In den nun folgenden Verhandlungen mit dem Europäischen Rat geht es vor allem darum, inwieweit eine Nutzenbewertung auf europäischer Ebene über den Erstattungspreis eines Arzneimittels auf nationaler Ebene bestimmen soll.

Aus Herstellersicht hätte die geplante EU-Bewertung den Vorteil berechenbarer Nutzen-Kriterien für sämtliche EU-Märkte.

In der Debatte hatte unter anderen der EU-Parlamentarier der Europäischen Volkspartei Peter Liese (CDU) die unnötige Doppelarbeit in der Nutzenbewertung in den Mitgliedsländern kritisiert.

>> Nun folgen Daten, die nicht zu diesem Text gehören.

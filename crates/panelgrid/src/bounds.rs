//! Axis-aligned bounding box accumulator (x/y only).
//!
//! Assumptions and conventions
//! - The empty box is `min = +∞`, `max = -∞`; after at least one extension
//!   `min_x <= max_x` and `min_y <= max_y`.
//! - Containment and equality are exact and inclusive of the boundary.
//! - Derived values (corners, midpoint) are fresh copies; a scratch `Bounds`
//!   reused across operations never aliases them.

use crate::error::GeomError;
use crate::linalg::Vec3;

#[derive(Clone, Copy, Debug, PartialEq)]
pub struct Bounds {
    pub min_x: f64,
    pub max_x: f64,
    pub min_y: f64,
    pub max_y: f64,
}

impl Default for Bounds {
    fn default() -> Self {
        Self::new()
    }
}

impl Bounds {
    /// Empty box.
    #[inline]
    pub fn new() -> Self {
        Self {
            min_x: f64::INFINITY,
            max_x: f64::NEG_INFINITY,
            min_y: f64::INFINITY,
            max_y: f64::NEG_INFINITY,
        }
    }

    pub fn from_points(points: &[Vec3]) -> Self {
        let mut b = Self::new();
        b.extend_many(points);
        b
    }

    #[inline]
    pub fn is_empty(&self) -> bool {
        self.min_x > self.max_x || self.min_y > self.max_y
    }

    #[inline]
    pub fn reset(&mut self) {
        *self = Self::new();
    }

    /// Reset to the box spanned by two points.
    pub fn reset_between(&mut self, a: &Vec3, b: &Vec3) {
        self.min_x = a.x.min(b.x);
        self.max_x = a.x.max(b.x);
        self.min_y = a.y.min(b.y);
        self.max_y = a.y.max(b.y);
    }

    #[inline]
    pub fn extend_point(&mut self, p: &Vec3) {
        self.min_x = self.min_x.min(p.x);
        self.max_x = self.max_x.max(p.x);
        self.min_y = self.min_y.min(p.y);
        self.max_y = self.max_y.max(p.y);
    }

    #[inline]
    pub fn extend_box(&mut self, other: &Bounds) {
        self.min_x = self.min_x.min(other.min_x);
        self.max_x = self.max_x.max(other.max_x);
        self.min_y = self.min_y.min(other.min_y);
        self.max_y = self.max_y.max(other.max_y);
    }

    /// Single pass over `points`; same result as repeated `extend_point`.
    pub fn extend_many(&mut self, points: &[Vec3]) {
        let (mut min_x, mut max_x) = (self.min_x, self.max_x);
        let (mut min_y, mut max_y) = (self.min_y, self.max_y);
        for p in points {
            min_x = min_x.min(p.x);
            max_x = max_x.max(p.x);
            min_y = min_y.min(p.y);
            max_y = max_y.max(p.y);
        }
        self.min_x = min_x;
        self.max_x = max_x;
        self.min_y = min_y;
        self.max_y = max_y;
    }

    #[inline]
    pub fn contains_point(&self, p: &Vec3) -> bool {
        self.min_x <= p.x && p.x <= self.max_x && self.min_y <= p.y && p.y <= self.max_y
    }

    #[inline]
    pub fn contains_box(&self, other: &Bounds) -> bool {
        self.min_x <= other.min_x
            && other.max_x <= self.max_x
            && self.min_y <= other.min_y
            && other.max_y <= self.max_y
    }

    /// Index of the first point inside the box.
    pub fn find_point(&self, points: &[Vec3]) -> Option<usize> {
        points.iter().position(|p| self.contains_point(p))
    }

    pub fn contains_any(&self, points: &[Vec3]) -> bool {
        self.find_point(points).is_some()
    }

    /// True unless the boxes are disjoint on some axis; touching counts.
    #[inline]
    pub fn intersects(&self, other: &Bounds) -> bool {
        !(self.min_x > other.max_x
            || self.max_x < other.min_x
            || self.max_y < other.min_y
            || self.min_y > other.max_y)
    }

    pub fn translate(&mut self, v: &Vec3) {
        self.min_x += v.x;
        self.max_x += v.x;
        self.min_y += v.y;
        self.max_y += v.y;
    }

    /// Grow (or shrink, for negative margins) symmetrically.
    pub fn expand(&mut self, horizontal: f64, vertical: f64) {
        self.min_x -= horizontal;
        self.max_x += horizontal;
        self.min_y -= vertical;
        self.max_y += vertical;
    }

    #[inline]
    pub fn top_left(&self) -> Vec3 {
        Vec3::new(self.min_x, self.max_y, 0.0)
    }

    #[inline]
    pub fn top_right(&self) -> Vec3 {
        Vec3::new(self.max_x, self.max_y, 0.0)
    }

    #[inline]
    pub fn bottom_right(&self) -> Vec3 {
        Vec3::new(self.max_x, self.min_y, 0.0)
    }

    #[inline]
    pub fn bottom_left(&self) -> Vec3 {
        Vec3::new(self.min_x, self.min_y, 0.0)
    }

    /// Corners in order top-left, top-right, bottom-right, bottom-left.
    pub fn path(&self) -> [Vec3; 4] {
        [
            self.top_left(),
            self.top_right(),
            self.bottom_right(),
            self.bottom_left(),
        ]
    }

    #[inline]
    pub fn width(&self) -> f64 {
        self.max_x - self.min_x
    }

    #[inline]
    pub fn height(&self) -> f64 {
        self.max_y - self.min_y
    }

    #[inline]
    pub fn midpoint(&self) -> Vec3 {
        Vec3::new(
            (self.min_x + self.max_x) / 2.0,
            (self.min_y + self.max_y) / 2.0,
            0.0,
        )
    }
}

/// Midpoint of the bounding box of `path`, accumulated in `scratch`.
///
/// `scratch` is reset first; its contents afterwards are the path's box.
pub fn path_midpoint(path: &[Vec3], scratch: &mut Bounds) -> Result<Vec3, GeomError> {
    if path.is_empty() {
        return Err(GeomError::invalid("path midpoint needs at least one point"));
    }
    scratch.reset();
    scratch.extend_many(path);
    Ok(scratch.midpoint())
}

#[cfg(test)]
mod tests {
    use super::*;
    use nalgebra::vector;
    use proptest::prelude::*;

    fn square() -> Vec<Vec3> {
        vec![
            vector![0.0, 0.0, 0.0],
            vector![4.0, 0.0, 0.0],
            vector![4.0, 2.0, 0.0],
            vector![0.0, 2.0, 0.0],
        ]
    }

    #[test]
    fn empty_sentinel_and_reset() {
        let mut b = Bounds::new();
        assert!(b.is_empty());
        assert_eq!(b.min_x, f64::INFINITY);
        assert_eq!(b.max_y, f64::NEG_INFINITY);
        b.extend_point(&vector![1.0, 2.0, 0.0]);
        assert!(!b.is_empty());
        assert_eq!(b.width(), 0.0);
        b.reset();
        assert_eq!(b, Bounds::new());
    }

    #[test]
    fn extend_and_derived_values() {
        let b = Bounds::from_points(&square());
        assert_eq!((b.min_x, b.max_x, b.min_y, b.max_y), (0.0, 4.0, 0.0, 2.0));
        assert_eq!(b.width(), 4.0);
        assert_eq!(b.height(), 2.0);
        assert_eq!(b.midpoint(), vector![2.0, 1.0, 0.0]);
        assert_eq!(b.top_left(), vector![0.0, 2.0, 0.0]);
        assert_eq!(b.bottom_right(), vector![4.0, 0.0, 0.0]);
        assert_eq!(b.path()[1], b.top_right());
        assert_eq!(b.path()[3], b.bottom_left());

        let mut merged = b;
        let mut other = Bounds::new();
        other.reset_between(&vector![5.0, -1.0, 0.0], &vector![3.0, 1.0, 0.0]);
        merged.extend_box(&other);
        assert_eq!(
            (merged.min_x, merged.max_x, merged.min_y, merged.max_y),
            (0.0, 5.0, -1.0, 2.0)
        );
    }

    #[test]
    fn containment_is_inclusive() {
        let b = Bounds::from_points(&square());
        assert!(b.contains_point(&vector![0.0, 0.0, 0.0]));
        assert!(b.contains_point(&vector![4.0, 2.0, 0.0]));
        assert!(!b.contains_point(&vector![4.0 + 1e-12, 1.0, 0.0]));
        assert!(b.contains_box(&b));
        let mut inner = b;
        inner.expand(-1.0, -0.5);
        assert!(b.contains_box(&inner));
        assert!(!inner.contains_box(&b));
        let pts = [vector![9.0, 9.0, 0.0], vector![1.0, 1.0, 0.0]];
        assert_eq!(b.find_point(&pts), Some(1));
        assert!(b.contains_any(&pts));
        assert!(!b.contains_any(&pts[..1]));
    }

    #[test]
    fn touching_boxes_intersect() {
        let a = Bounds::from_points(&square());
        let mut b = a;
        b.translate(&vector![4.0, 2.0, 0.0]);
        assert!(a.intersects(&b));
        b.translate(&vector![1e-9, 0.0, 0.0]);
        assert!(!a.intersects(&b));
    }

    #[test]
    fn path_midpoint_reuses_scratch() {
        let mut scratch = Bounds::new();
        let m1 = path_midpoint(&square(), &mut scratch).unwrap();
        let m2 = path_midpoint(&[vector![10.0, 10.0, 0.0]], &mut scratch).unwrap();
        assert_eq!(m1, vector![2.0, 1.0, 0.0]);
        assert_eq!(m2, vector![10.0, 10.0, 0.0]);
        assert!(matches!(
            path_midpoint(&[], &mut scratch),
            Err(GeomError::InvalidInput { .. })
        ));
    }

    proptest! {
        #[test]
        fn extend_is_order_independent(
            pts in prop::collection::vec((-1e6f64..1e6, -1e6f64..1e6), 1..40),
            seed in 0u64..1000,
        ) {
            use rand::{rngs::StdRng, seq::SliceRandom, SeedableRng};
            let points: Vec<Vec3> = pts.iter().map(|&(x, y)| vector![x, y, 0.0]).collect();
            let mut shuffled = points.clone();
            shuffled.shuffle(&mut StdRng::seed_from_u64(seed));
            let mut one_by_one = Bounds::new();
            for p in shuffled.iter().rev() {
                one_by_one.extend_point(p);
            }
            prop_assert_eq!(Bounds::from_points(&points), Bounds::from_points(&shuffled));
            prop_assert_eq!(Bounds::from_points(&points), one_by_one);
        }
    }
}
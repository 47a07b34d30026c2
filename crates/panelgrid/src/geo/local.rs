use super::GeoPoint;
use crate::linalg::Vec3;

/// Cartesian frame in meters around `center` (x east, y north, z = 0).
#[derive(Clone, Copy, Debug, PartialEq)]
pub struct LocalCoordinateSystem {
    pub center: GeoPoint,
}

impl LocalCoordinateSystem {
    #[inline]
    pub fn new(center: GeoPoint) -> Self {
        Self { center }
    }

    #[inline]
    pub fn to_local(&self, point: &GeoPoint) -> Vec3 {
        self.center.grid_offsets(point)
    }

    pub fn to_local_path(&self, path: &[GeoPoint]) -> Vec<Vec3> {
        path.iter().map(|p| self.to_local(p)).collect()
    }

    pub fn to_local_paths(&self, paths: &[Vec<GeoPoint>]) -> Vec<Vec<Vec3>> {
        paths.iter().map(|p| self.to_local_path(p)).collect()
    }

    #[inline]
    pub fn to_geo(&self, v: &Vec3) -> GeoPoint {
        self.center.offset_vector(v)
    }

    pub fn to_geo_path(&self, path: &[Vec3]) -> Vec<GeoPoint> {
        path.iter().map(|v| self.to_geo(v)).collect()
    }

    pub fn to_geo_paths(&self, paths: &[Vec<Vec3>]) -> Vec<Vec<GeoPoint>> {
        paths.iter().map(|p| self.to_geo_path(p)).collect()
    }
}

Es sei schwer vorstellbar, „dass ein neues Krebsmedikament, das von der Europäischen Arzneimittelagentur positiv bewertet wurde, in Frankreich das Leben der Patienten um ein Jahr verlängert, in Deutschland um zwei Jahre, und in Italien gar nicht“. Was die Wirkung von Arzneimitteln angeht, „sind wir Europäer doch ziemlich ähnlich“, so Liese weiter. „Da muss es doch möglich sein, diesen wissenschaftlichen Teil der Bewertung in Europa einheitlich zu tun.“ Deshalb müsse weiter Druck auf den Europäischen Rat ausgeübt werden.

Experten rechnen nicht vor 2020 damit, dass es auf EU-Ebene eine Einigung über die Frage der gemeinsamen Nutzenbewertung geben wird. (ger)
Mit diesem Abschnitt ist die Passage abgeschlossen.